Figure 1.

 The VDR ligand-binding domain interacts with several nuclear proteins in a hormone-dependent manner. (A) Schematic representation of the human VDR LBD fused to GST. The carboxyl terminus of VDR (110–427), was fused to GST. The VDR LBD includes, in addition to the ligand-binding domain, a ligand-dependent transactivation motif AF-2, and a region between the LBD and the DNA-binding domain that has been called the “hinge” to which corepressors N-CoR/SMRT interact with TR and RAR. The numbers correspond to the human VDR amino acid sequence (Baker et al. 1988). (B) Overexpression and purification of GST–VDR LBD. The bacterially overexpressed GST–VDR LBD was purified on glutathione-Sepharose beads and used as an immobilized bait [see (C)]. Five microliters of bead slurry and 0.5 μg of BSA used as a size reference are shown following separation on SDS-PAGE and detected by Coomassie blue staining.(C) Ligand-dependent interactions between VDR LBD and a number of proteins from Namalwa B-cell nuclear extracts.

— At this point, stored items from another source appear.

//! File-system resource helpers.
use sha2::{Digest, Sha256};
use std::fmt::Write as _;
use std::io;
use std::path::Path;

use crate::resources::error::ResourceError;

/// Ensure the parent directory of `path` exists, creating it (and any
/// ancestors) if necessary.
///
/// # Errors
///
/// Returns [`ResourceError::DirectoryCreationFailed`] if the directory cannot
/// be created.
pub fn ensure_parent_dir(path: &Path) -> Result<(), ResourceError> {
    if let Some(parent) = path.parent() {
        std::fs::create_dir_all(parent).map_err(|source| {
            ResourceError::DirectoryCreationFailed {
                path: parent.to_path_buf(),
                source,
            }
        })?;
    }
    Ok(())
}

/// Remove an existing file or symlink at `path`, including broken symlinks.
///
/// Does nothing if `path` does not exist.
///
/// # Errors
///
/// Returns an error if the path exists but cannot be removed.
pub fn remove_existing(path: &Path) -> Result<(), ResourceError> {
    if path.symlink_metadata().is_ok() {
        std::fs::remove_file(path).map_err(|e| ResourceError::from_write(path, e))?;
    }
    Ok(())
}

/// SHA-256 digest of the file at `path`, as lowercase hex.
///
/// # Errors
///
/// Returns an error if the file cannot be read.
pub fn sha256_file(path: &Path) -> io::Result<String> {
    let mut file = std::fs::File::open(path)?;
    let mut hasher = Sha256::new();
    io::copy(&mut file, &mut hasher)?;
    let digest = hasher.finalize();
    let mut hex = String::with_capacity(digest.len() * 2);
    for byte in digest {
        write!(hex, "{byte:02x}").unwrap_or(());
    }
    Ok(hex)
}

/// Whether two files have identical content.
///
/// Sizes are compared first so differing files are usually rejected without
/// hashing.
///
/// # Errors
///
/// Returns an error if either file cannot be read.
pub fn same_content(a: &Path, b: &Path) -> io::Result<bool> {
    if std::fs::metadata(a)?.len() != std::fs::metadata(b)?.len() {
        return Ok(false);
    }
    Ok(sha256_file(a)? == sha256_file(b)?)
}

#[cfg(test)]
#[allow(clippy::expect_used, clippy::unwrap_used)]
mod tests {
    use super::*;

    #[test]
    fn ensure_parent_dir_creates_missing_parents() {
        let dir = tempfile::tempdir().unwrap();
        let nested = dir.path().join("a").join("b").join("file.txt");
        ensure_parent_dir(&nested).unwrap();
        assert!(dir.path().join("a").join("b").is_dir());
    }

    #[test]
    fn ensure_parent_dir_noop_when_parent_exists() {
        let dir = tempfile::tempdir().unwrap();
        let file = dir.path().join("file.txt");
        ensure_parent_dir(&file).unwrap();
        assert!(dir.path().exists());
    }

    #[test]
    fn ensure_parent_dir_fails_when_parent_is_a_file() {
        let dir = tempfile::tempdir().unwrap();
        std::fs::write(dir.path().join("blocker"), "x").unwrap();
        let err = ensure_parent_dir(&dir.path().join("blocker").join("sub").join("f")).unwrap_err();
        assert!(matches!(err, ResourceError::DirectoryCreationFailed { .. }));
    }

    #[test]
    fn remove_existing_removes_regular_file() {
        let dir = tempfile::tempdir().unwrap();
        let file = dir.path().join("target");
        std::fs::write(&file, "content").unwrap();
        remove_existing(&file).unwrap();
        assert!(!file.exists());
    }

    #[test]
    fn remove_existing_noop_when_path_absent() {
        let dir = tempfile::tempdir().unwrap();
        remove_existing(&dir.path().join("nonexistent")).unwrap();
    }

    #[cfg(unix)]
    #[test]
    fn remove_existing_removes_broken_symlink() {
        let dir = tempfile::tempdir().unwrap();
        let link = dir.path().join("link");
        std::os::unix::fs::symlink("/nonexistent/target", &link).unwrap();
        remove_existing(&link).unwrap();
        assert!(link.symlink_metadata().is_err());
    }

    #[test]
    fn sha256_known_content() {
        // echo -n "hello world" | sha256sum
        let dir = tempfile::tempdir().unwrap();
        let file = dir.path().join("f");
        std::fs::write(&file, "hello world").unwrap();
        assert_eq!(
            sha256_file(&file).unwrap(),
            "b94d27b9934d3e08a52e52d7da7dabfac484efe37a5380ee9088f7ace2efcde9"
        );
    }

    #[test]
    fn same_content_detects_equal_and_different_files() {
        let dir = tempfile::tempdir().unwrap();
        let a = dir.path().join("a");
        let b = dir.path().join("b");
        let c = dir.path().join("c");
        std::fs::write(&a, "luet").unwrap();
        std::fs::write(&b, "luet").unwrap();
        std::fs::write(&c, "teul").unwrap();
        assert!(same_content(&a, &b).unwrap());
        assert!(!same_content(&a, &c).unwrap());
    }
}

Immobilized GST–VDR LBD was incubated with a Namalwa nuclear extract (input, lane 1) in the absence (ethanol, lane 3) or presence of 1 μm 1,25(OH)₂D₃ (lane 4). VDR interacting proteins (DRIPs) were eluted from the GST–VDR LBD column by incubation with N-lauroyl sarkosine (Sarkosyl). The eluates were separated by SDS-PAGE and analyzed by silver nitrate staining. Immobilized GST (lane 2) was used as a control protein in the presence of ligand. The approximate, apparent molecular masses of each interacting protein is shown at right. The asterisk denotes a nonspecific binding protein.